14.         Lors de l'audience du 5 mai 2021 devant le tribunal, les recourants ont pour l'essentiel persisté dans leur demande d'interdiction immédiate de l'utilisation de la PAC.

Le représentant du département a proposé la suspension de la procédure, dès lors que l'autorisation de construire délivrée et contestée n'était plus entièrement mise en œuvre, puisque le compresseur de l'installation avait d'ores et déjà été déplacé de manière provisoire suite à l'audience du 23 février 2021. Une demande d'autorisation complémentaire devait être déposée par M. D______ aux fins de régulariser cette situation, laquelle devrait être examinée par le SABRA.

15.         Par décision du 10 mai 2021 (DITAI/9______), le tribunal a constaté que le recours du 18 janvier 2021 contre la décision du 3 décembre 2020 avait un effet suspensif ex lege. Il a rejeté la demande de retrait de l'effet suspensif des intimés et fait interdiction à ces derniers d'utiliser le compresseur/évaporateur de la PAC jusqu'à droit jugé au fond.

16.         Le 18 mai 2021, les intimés se sont déterminés sur le recours. Ils ont conclu à son irrecevabilité, voire à son rejet.

17.         En date du 20 mai 2021, le département a conclu au rejet du recours.

18.         Les recourants ont répliqué. Malgré le déplacement de l'unité extérieure de la PAC à l’emplacement convenu en audience (emplacement no 2), ils avaient continué d’être passablement dérangés par le bruit généré par cette installation.

19.         Le 26 août 2021, les intimés et le département ont dupliqué.

20.         En date du 15 septembre 2021, le tribunal a procédé à l'audition des mandataires des parties, ainsi que du représentant du département, sans trouver d’accord.

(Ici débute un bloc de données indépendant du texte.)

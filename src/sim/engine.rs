//! Hour-by-hour battery dispatch over a synthesized month.

use tracing::trace;

use crate::profile::types::{HourlyProfilePoint, MonthProfile};

use super::battery::Battery;
use super::policy::{DispatchPolicy, arbitrage_is_profitable};
use super::types::{BatteryParams, HourlyResult};

/// Hourly results of one month and their sum.
#[derive(Debug, Clone, PartialEq)]
pub struct MonthRun {
    /// One result per hour, in chronological order.
    pub hours: Vec<HourlyResult>,
    /// Sum of the hourly net balances.
    pub net_balance: f64,
}

/// Rule-based dispatcher owning the battery for one month at a time.
///
/// Each hour runs, in order: solar charging, off-peak grid charging when
/// the spread pays for the losses, then peak-hour discharging against
/// consumption. Hours are strictly sequential since each depends on the
/// state of charge left by the previous one.
pub struct Dispatcher {
    battery: Battery,
    policy: DispatchPolicy,
    sale_price: f64,
}

impl Dispatcher {
    /// Creates a dispatcher with an empty battery.
    ///
    /// # Arguments
    ///
    /// * `params` - Battery nameplate (validated by the caller)
    /// * `policy` - Charge-exclusivity rule
    /// * `sale_price` - Export price foregone for each kWh of solar stored
    pub fn new(params: &BatteryParams, policy: DispatchPolicy, sale_price: f64) -> Self {
        Self {
            battery: Battery::new(params),
            policy,
            sale_price,
        }
    }

    /// Returns the battery.
    pub fn battery(&self) -> &Battery {
        &self.battery
    }

    /// Simulates one hour.
    ///
    /// `grid_charge_profitable` is the month-level arbitrage decision; grid
    /// energy is priced at the hour's (off-peak) purchase price.
    pub fn step(
        &mut self,
        hour: usize,
        point: &HourlyProfilePoint,
        grid_charge_profitable: bool,
    ) -> HourlyResult {
        let budget = self.battery.power_kw;
        let mut charge_cost = 0.0;

        // 1. Solar surplus first, at the cost of its export revenue.
        let mut solar_charged = 0.0;
        if point.solar_kwh > 0.0 {
            solar_charged = self.battery.charge(point.solar_kwh, budget);
            charge_cost += solar_charged * self.sale_price;
        }

        // 2. Off-peak grid charging.
        let mut grid_charged = 0.0;
        if point.off_peak
            && self.policy.allows_grid_charge_after(solar_charged)
            && grid_charge_profitable
            && self.battery.headroom_kwh() > 0.0
        {
            grid_charged = self.battery.charge(f64::INFINITY, budget - solar_charged);
            charge_cost += grid_charged * point.price;
        }

        // 3. Peak-hour discharge against consumption.
        let mut discharged = 0.0;
        let mut gross_savings = 0.0;
        if !point.off_peak && self.battery.soc_kwh() > 0.0 && point.consumption_kwh > 0.0 {
            discharged = self.battery.discharge(point.consumption_kwh);
            gross_savings = discharged * point.price;
        }

        HourlyResult {
            hour,
            hour_of_day: point.hour_of_day,
            soc_kwh: self.battery.soc_kwh(),
            net_balance: gross_savings - charge_cost,
            gross_savings,
            charge_cost,
            solar_charged_kwh: solar_charged,
            grid_charged_kwh: grid_charged,
            discharged_kwh: discharged,
        }
    }

    /// Simulates a whole month starting from an empty battery.
    pub fn run(&mut self, profile: &MonthProfile) -> MonthRun {
        self.battery.reset();
        let grid_charge_profitable =
            arbitrage_is_profitable(&profile.tariff, self.battery.round_trip_efficiency);

        let mut hours = Vec::with_capacity(profile.points.len());
        let mut net_balance = 0.0;
        for (hour, point) in profile.points.iter().enumerate() {
            let result = self.step(hour, point, grid_charge_profitable);
            trace!("{result}");
            net_balance += result.net_balance;
            hours.push(result);
        }

        MonthRun { hours, net_balance }
    }
}

#[cfg(test)]
mod tests {
    use super::*;
    use crate::profile::tariff::TouTariff;
    use crate::sim::policy::ChargeExclusivity;
    use approx::assert_relative_eq;

    fn point(hour_of_day: usize, consumption: f64, solar: f64, price: f64) -> HourlyProfilePoint {
        HourlyProfilePoint {
            hour_of_day,
            consumption_kwh: consumption,
            solar_kwh: solar,
            price,
            off_peak: TouTariff::is_off_peak(hour_of_day),
        }
    }

    fn dispatcher(policy: ChargeExclusivity) -> Dispatcher {
        Dispatcher::new(
            &BatteryParams::new(100.0, 50.0, 0.81),
            DispatchPolicy::new(policy),
            0.10,
        )
    }

    #[test]
    fn solar_charge_costs_export_revenue() {
        let mut d = dispatcher(ChargeExclusivity::Exclusive);
        let r = d.step(9, &point(9, 0.0, 20.0, 0.13), true);
        assert_eq!(r.solar_charged_kwh, 20.0);
        assert_relative_eq!(r.soc_kwh, 18.0, epsilon = 1e-12);
        assert_relative_eq!(r.charge_cost, 2.0, epsilon = 1e-12);
        assert_relative_eq!(r.net_balance, -2.0, epsilon = 1e-12);
    }

    #[test]
    fn solar_charge_clamped_to_power() {
        let mut d = dispatcher(ChargeExclusivity::Exclusive);
        let r = d.step(12, &point(12, 0.0, 80.0, 0.13), true);
        assert_eq!(r.solar_charged_kwh, 50.0);
    }

    #[test]
    fn grid_charge_only_off_peak_and_when_profitable() {
        let mut d = dispatcher(ChargeExclusivity::Exclusive);
        let r = d.step(2, &point(2, 0.0, 0.0, 0.05), false);
        assert_eq!(r.grid_charged_kwh, 0.0);

        let r = d.step(2, &point(2, 0.0, 0.0, 0.05), true);
        assert_eq!(r.grid_charged_kwh, 50.0);
        assert_relative_eq!(r.charge_cost, 2.5, epsilon = 1e-12);

        let r = d.step(10, &point(10, 0.0, 0.0, 0.13), true);
        assert_eq!(r.grid_charged_kwh, 0.0);
    }

    #[test]
    fn exclusive_policy_skips_grid_after_solar() {
        let mut d = dispatcher(ChargeExclusivity::Exclusive);
        // Off-peak hour with solar is impossible under the default bell,
        // but the rule must still hold for arbitrary profiles.
        let r = d.step(6, &point(6, 0.0, 10.0, 0.05), true);
        assert_eq!(r.solar_charged_kwh, 10.0);
        assert_eq!(r.grid_charged_kwh, 0.0);
    }

    #[test]
    fn combined_policy_shares_power_budget() {
        let mut d = dispatcher(ChargeExclusivity::Combined);
        let r = d.step(6, &point(6, 0.0, 10.0, 0.05), true);
        assert_eq!(r.solar_charged_kwh, 10.0);
        assert_eq!(r.grid_charged_kwh, 40.0);
    }

    #[test]
    fn discharge_only_in_peak_hours() {
        let mut d = dispatcher(ChargeExclusivity::Exclusive);
        d.step(2, &point(2, 0.0, 0.0, 0.05), true);
        let r = d.step(3, &point(3, 10.0, 0.0, 0.05), true);
        assert_eq!(r.discharged_kwh, 0.0);

        let soc_before = d.battery().soc_kwh();
        let r = d.step(13, &point(13, 10.0, 0.0, 0.20), true);
        assert_eq!(r.discharged_kwh, 10.0);
        assert_relative_eq!(r.gross_savings, 2.0, epsilon = 1e-12);
        assert_relative_eq!(soc_before - r.soc_kwh, 10.0 / 0.9, epsilon = 1e-9);
    }

    #[test]
    fn discharge_clamped_to_power_limit() {
        let mut d = Dispatcher::new(
            &BatteryParams::new(100.0, 5.0, 1.0),
            DispatchPolicy::default(),
            0.10,
        );
        for h in 0..8 {
            d.step(h, &point(h, 0.0, 0.0, 0.05), true);
        }
        let r = d.step(13, &point(13, 30.0, 0.0, 0.20), true);
        assert_eq!(r.discharged_kwh, 5.0);
    }

    #[test]
    fn run_resets_battery_between_months() {
        let profile = MonthProfile {
            label: "m".to_string(),
            points: (0..48).map(|i| point(i % 24, 1.0, 0.0, 0.1)).collect(),
            tariff: TouTariff::new(0.05, 0.20),
        };
        let mut d = dispatcher(ChargeExclusivity::Exclusive);
        let first = d.run(&profile);
        let second = d.run(&profile);
        assert_eq!(first, second);
    }

    #[test]
    fn run_total_is_sum_of_hours() {
        let profile = MonthProfile {
            label: "m".to_string(),
            points: (0..72)
                .map(|i| {
                    let h = i % 24;
                    let price = if h < 8 { 0.05 } else { 0.20 };
                    point(h, 2.0, if (10..15).contains(&h) { 3.0 } else { 0.0 }, price)
                })
                .collect(),
            tariff: TouTariff::new(0.05, 0.20),
        };
        let run = dispatcher(ChargeExclusivity::Exclusive).run(&profile);
        let sum: f64 = run.hours.iter().map(|h| h.net_balance).sum();
        assert_relative_eq!(run.net_balance, sum, epsilon = 1e-9);
        assert_eq!(run.hours.len(), 72);
    }
}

21.         Par jugement du 12 octobre 2021 (JTAPI/10______), le tribunal a admis le recours et annulé l’autorisation de construire.

Il ressortait des explications fournies par les intimés que la solution d'installer la PAC dans le sous-sol de leur maison avait été envisagée, puis écartée au motif qu'elle aurait nécessité d'importants travaux sur la structure des murs porteurs de leur villa, dont notamment la création de saut de loups et un carottage entrainant un important coup financier. Il n'apparaissait toutefois pas que l'instance spécialisée avait procédé à des investigations sur cette question et notamment si d'autres pièces du sous-sol pouvaient accueillir l'installation moyennant un coût supportable. Ainsi, à défaut d'avoir établi que des mesures supplémentaires de protection contre le bruit à titre préventif n'entraient pas en considération, le département avait violé le principe de prévention.

Non contesté, ce jugement est entré en force.

22.         Le 23 octobre 2021, la police municipale de la commune de E______ a constaté, dans une main-courante, à la demande des recourants, que l’installation était en marche lors de son passage, bien que les agents n’aient pas « trouvé le bruit excessif ».

23.         Le 12 novembre 2021, M. D______ a déposé, par le biais de son architecte, une nouvelle demande d’autorisation de construire en procédure accélérée, enregistrée sous APA 11______, auprès du département, visant à installer une nouvelle PAC.

Selon les plans, l’emplacement envisagé était celui où la PAC avait été installée lors de son déplacement du 3 mars 2021 (emplacement no 2), durant la première procédure de recours (procédure A/12______).

Diverses pièces étaient jointes à cette requête, soit notamment une note explicative retraçant les coûts estimés d’installation, et un rapport d’implantation, précisant les coûts liés à une installation de la PAC à l’intérieur de la maison. Était également joint le formulaire d’attestation du respect des exigences de protection contre le bruit pour PAC air/eau « cercle bruit », mentionnant que la valeur de planification de 45 dB(A) était respectée pour cet emplacement et que le principe de prévention avait été pris en compte.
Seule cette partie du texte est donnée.